The most common reason for a patient to feel as if an orthosis is sitting too far forward in their shoe is simply the device applying more force on the anterior aspect of the foot than on the posterior aspect. This can occur for a number of reasons; one being that one foot pronates a bit more than the other thereby increasing force between the foot and orthosis on that side.
Podiatrists can address this issue very easily. Simply grind the bottom aspect of the polypropylene orthosis in the anterior medial arch. This will thin the orthosis distally, making it more flexible and decreasing the force the orthosis is applying to the foot. By decreasing the force applied anteriorly, you will increase relative force being applied more posteriorly. This will usually eliminate the sensation of the orthosis sitting too far forward in the shoe
You can see a video demonstrating this adjustment here: http://prolaborthotics.com/Blog/tabid/90/EntryID/175/Default.aspx .

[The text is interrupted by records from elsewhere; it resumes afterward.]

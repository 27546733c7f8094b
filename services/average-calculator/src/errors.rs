//! Error types for the Average Calculator service

use thiserror::Error;

/// Errors surfaced by the service
#[derive(Debug, Error)]
pub enum CalculatorError {
    /// Requested number kind is not one of the recognized labels
    #[error("Invalid number kind: {0}")]
    InvalidKind(String),

    /// Service could not start (bind failure, runtime setup)
    #[error("Startup failure: {0}")]
    StartupFailure(String),

    /// Configuration failed validation
    #[error("Invalid configuration: {0}")]
    InvalidConfig(String),
}

/// Upstream provider failures.
///
/// These never reach the caller: the provider client logs them and degrades to an empty
/// fetch result.
#[derive(Debug, Error)]
pub enum ProviderError {
    /// Connection or request-level failure
    #[error("Transport error: {0}")]
    Transport(String),

    /// Provider answered with a non-success status
    #[error("Provider returned status {0}")]
    Status(u16),

    /// Provider did not answer within the configured timeout
    #[error("Provider call timed out")]
    Timeout,

    /// Response body was not a valid numbers payload
    #[error("Malformed provider response: {0}")]
    Malformed(String),
}

impl From<reqwest::Error> for ProviderError {
    fn from(err: reqwest::Error) -> Self {
        if err.is_timeout() {
            Self::Timeout
        } else if err.is_decode() {
            Self::Malformed(err.to_string())
        } else if let Some(status) = err.status() {
            Self::Status(status.as_u16())
        } else {
            Self::Transport(err.to_string())
        }
    }
}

This issue brings to light a couple other important points for the podiatrist wishing to provide optimum orthotic therapy for patients. First, the ability to make easy adjustments like this one is one of the reasons I feel polypropylene is currently the best material for manufacturing custom foot orthoses. Second, the best orthotic practitioners will have a grinder in their clinics, allowing them to make the more commonly needed orthotic adjustments during the patient’s appointment.
Editor’s note: This blog was originally published at www.prolaborthotics.com/Blog/tabid/90/EntryID/425/Default.aspx and has been adapted with permission from Lawrence Huppin, DPM, and ProLab Orthotics. For more information, visit www.prolaborthotics.com .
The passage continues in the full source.